Recruitment of participants
Our study involved analysis of data produced by small, purposive, and homogeneous samples of participants (Patton, 2002). Subjects were recruited based on three criteria: (1) they are currently working or have recently (within the last 5 years) worked in the Higher Education sector on fixed-term contracts, (2) work in the social sciences or humanities, and (3) are employed at UK-based universities. To recruit participants, we employed a “snowball tactic” (Parker et al., 2019). The study started with initial participants who met the inclusion criteria and were then asked to recommend further contacts. In total, 21 individuals (11 female; 10 male) agreed to participate in this study (see Table 1).
Participants.
FT: full-time contract; PT: part-time contract; R: research contract; T: teaching contract; R&T: research and teaching contract
Participant was on a permanent contract at the time of the interview and reflected on their past experiences.
Participant had left academia at the time of the interview and reflected on their past experiences.
Participant fixed-term roles included positions in teaching, research, or a combination of both. Teaching-focussed roles ranged from teaching assistant (usually involving seminar teaching and marking) to teaching associate or fellow positions (which could also include module leadership and supervision). Research-focussed positions included research assistants or associates (working on someone else’s research project, including grants led by principal investigators) as well as research fellows (who usually worked on their own research project more independently, e.g. after securing their own funding). Two participants were employed on a research and teaching basis, with their workload and responsibilities involving both elements. Whether teaching or research focussed, all participants had a definite end-date on their contracts (fixed-term going from 6 months to 3 years). Eight participants were working part-time (a few hours a week, usually up to 20–25 hours) while 13 were full-time (35–40 hours per week under UK standards).

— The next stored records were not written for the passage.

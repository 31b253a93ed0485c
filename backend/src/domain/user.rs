//! User identity and profile types.

use serde::Serialize;

/// Server-assigned unique user identifier.
///
/// Wraps the `BIGSERIAL` primary key of the `users` table. Construction from
/// untrusted input happens in the inbound validation layer; the domain only
/// ever sees well-formed identifiers.
#[derive(Debug, Clone, Copy, PartialEq, Eq, Hash, Serialize)]
#[serde(transparent)]
pub struct Uid(i64);

impl Uid {
    /// Wrap a raw identifier.
    pub const fn new(value: i64) -> Self {
        Self(value)
    }

    /// Raw integer value for persistence adapters.
    pub const fn value(self) -> i64 {
        self.0
    }
}

impl std::fmt::Display for Uid {
    fn fmt(&self, f: &mut std::fmt::Formatter<'_>) -> std::fmt::Result {
        write!(f, "{}", self.0)
    }
}

/// Fields required to register a new user.
#[derive(Debug, Clone, PartialEq, Eq)]
pub struct NewUser {
    /// Given name.
    pub first_name: String,
    /// Family name.
    pub last_name: String,
    /// Unique email address.
    pub email: String,
    /// Avatar URL shown in the app.
    pub profile_url: String,
    /// Push-messaging token for the user's device.
    pub message_token: String,
}

/// Replacement profile fields for an existing user.
#[derive(Debug, Clone, PartialEq, Eq)]
pub struct UserUpdate {
    /// Given name.
    pub first_name: String,
    /// Family name.
    pub last_name: String,
    /// Unique email address.
    pub email: String,
    /// Avatar URL shown in the app.
    pub profile_url: String,
}

/// Profile view returned by the credential lookup.
///
/// Serialised field names match the legacy wire contract consumed by the
/// mobile client, hence the PascalCase renames.
#[derive(Debug, Clone, PartialEq, Eq, Serialize, utoipa::ToSchema)]
pub struct UserProfile {
    /// Server-assigned identifier.
    #[serde(rename = "UID")]
    #[schema(value_type = i64)]
    pub uid: Uid,
    /// Given name.
    #[serde(rename = "FirstName")]
    pub first_name: String,
    /// Family name.
    #[serde(rename = "LastName")]
    pub last_name: String,
    /// Unique email address.
    #[serde(rename = "Email")]
    pub email: String,
    /// Avatar URL shown in the app.
    #[serde(rename = "ProfileURL")]
    pub profile_url: String,
}

#[cfg(test)]
mod tests {
    use super::*;
    use rstest::rstest;
    use serde_json::{Value, json};

    #[rstest]
    fn uid_serialises_as_bare_integer() {
        let value = serde_json::to_value(Uid::new(42)).expect("serialise uid");
        assert_eq!(value, json!(42));
    }

    #[rstest]
    fn profile_serialises_with_legacy_field_names() {
        let profile = UserProfile {
            uid: Uid::new(7),
            first_name: "Ada".to_owned(),
            last_name: "Lovelace".to_owned(),
            email: "ada@example.com".to_owned(),
            profile_url: "https://example.com/ada.jpg".to_owned(),
        };

        let value = serde_json::to_value(profile).expect("serialise profile");
        assert_eq!(value.get("UID"), Some(&json!(7)));
        assert_eq!(
            value.get("FirstName").and_then(Value::as_str),
            Some("Ada")
        );
        assert_eq!(
            value.get("ProfileURL").and_then(Value::as_str),
            Some("https://example.com/ada.jpg")
        );
        assert!(value.get("first_name").is_none());
    }
}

Whilst some participants had strong publication records (including several published articles in highly ranked journals, as well as monographs) and/or had secured prestigious research funding bids, others were at earlier stages of their careers and developing their research pipeline. Some participants were on their first fixed-term contract while others were on their second, third, or even fourth. We purposefully chose not to single out individuals based on number of contracts or publications. This decision was made to limit participant identification, particularly as some expressed concerns about potential professional repercussions while taking part in this study. We also did not want to sustain reductive narratives equating academic “success” with publication output alone. Reasons for being on a fixed-term contract are multiple, multidimensional, and often structural, extending well beyond individual productivity (including career stage, life stage, institutional opportunities and support, job market, immigration and right to work status). To protect participants’ identities and their data, we use codes and general descriptors (Table 1).

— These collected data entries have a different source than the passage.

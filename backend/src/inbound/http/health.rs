//! Liveness and readiness probes for orchestration and load balancers.

use std::sync::atomic::{AtomicBool, Ordering};

use actix_web::{HttpResponse, get, http::header, web};

/// Shared health state for readiness and liveness checks.
pub struct HealthState {
    ready: AtomicBool,
    live: AtomicBool,
}

impl Default for HealthState {
    fn default() -> Self {
        Self {
            ready: AtomicBool::new(false),
            live: AtomicBool::new(true),
        }
    }
}

impl HealthState {
    /// New health state: live, not yet ready.
    pub fn new() -> Self {
        Self::default()
    }

    /// Mark the service as ready to take traffic.
    pub fn mark_ready(&self) {
        self.ready.store(true, Ordering::Release);
    }

    /// Fail liveness probes so orchestrators restart or drain the process.
    pub fn mark_unhealthy(&self) {
        self.live.store(false, Ordering::Release);
    }

    /// Current readiness state.
    pub fn is_ready(&self) -> bool {
        self.ready.load(Ordering::Acquire)
    }

    /// Current liveness state.
    pub fn is_alive(&self) -> bool {
        self.live.load(Ordering::Acquire)
    }

    fn probe_response(probe_ok: bool) -> HttpResponse {
        let mut response = if probe_ok {
            HttpResponse::Ok()
        } else {
            HttpResponse::ServiceUnavailable()
        };
        response
            .insert_header((header::CACHE_CONTROL, "no-store"))
            .finish()
    }
}

/// Readiness probe: 200 once dependencies are initialised, 503 before.
#[utoipa::path(
    get,
    path = "/health/ready",
    tags = ["health"],
    responses(
        (status = 200, description = "Server is ready to handle traffic"),
        (status = 503, description = "Server is not ready")
    )
)]
#[get("/health/ready")]
pub async fn ready(state: web::Data<HealthState>) -> HttpResponse {
    HealthState::probe_response(state.is_ready())
}

/// Liveness probe: 200 while the process is marked alive, 503 once draining.
#[utoipa::path(
    get,
    path = "/health/live",
    tags = ["health"],
    responses(
        (status = 200, description = "Server is alive"),
        (status = 503, description = "Server is shutting down")
    )
)]
#[get("/health/live")]
pub async fn live(state: web::Data<HealthState>) -> HttpResponse {
    HealthState::probe_response(state.is_alive())
}

#[cfg(test)]
mod tests {
    use super::*;
    use actix_web::http::StatusCode;
    use actix_web::{App, test as actix_test};

    #[actix_web::test]
    async fn readiness_flips_with_state() {
        let state = web::Data::new(HealthState::new());
        let app = actix_test::init_service(App::new().app_data(state.clone()).service(ready)).await;

        let res =
            actix_test::call_service(&app, actix_test::TestRequest::get().uri("/health/ready").to_request())
                .await;
        assert_eq!(res.status(), StatusCode::SERVICE_UNAVAILABLE);

        state.mark_ready();
        let res =
            actix_test::call_service(&app, actix_test::TestRequest::get().uri("/health/ready").to_request())
                .await;
        assert_eq!(res.status(), StatusCode::OK);
    }

    #[actix_web::test]
    async fn liveness_fails_once_unhealthy() {
        let state = web::Data::new(HealthState::new());
        let app = actix_test::init_service(App::new().app_data(state.clone()).service(live)).await;

        let res =
            actix_test::call_service(&app, actix_test::TestRequest::get().uri("/health/live").to_request())
                .await;
        assert_eq!(res.status(), StatusCode::OK);

        state.mark_unhealthy();
        let res =
            actix_test::call_service(&app, actix_test::TestRequest::get().uri("/health/live").to_request())
                .await;
        assert_eq!(res.status(), StatusCode::SERVICE_UNAVAILABLE);
    }
}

Data collection and analysis
We conducted 21 digitally recorded, semi-structured interviews combined with participatory drawings (e.g. Schyns et al., 2013). Interviews lasted between 45 and 90 minutes and were conducted either face-to-face or online via Zoom. Recordings were transcribed verbatim, and drawings were digitised for analysis. The interviews were designed around three key areas of interest: academic freedom, lack of freedom, and resistance, drawing on participants’ accounts of their day-to-day work experience and aspirations (see Appendix 1 for an overview of the interview guide).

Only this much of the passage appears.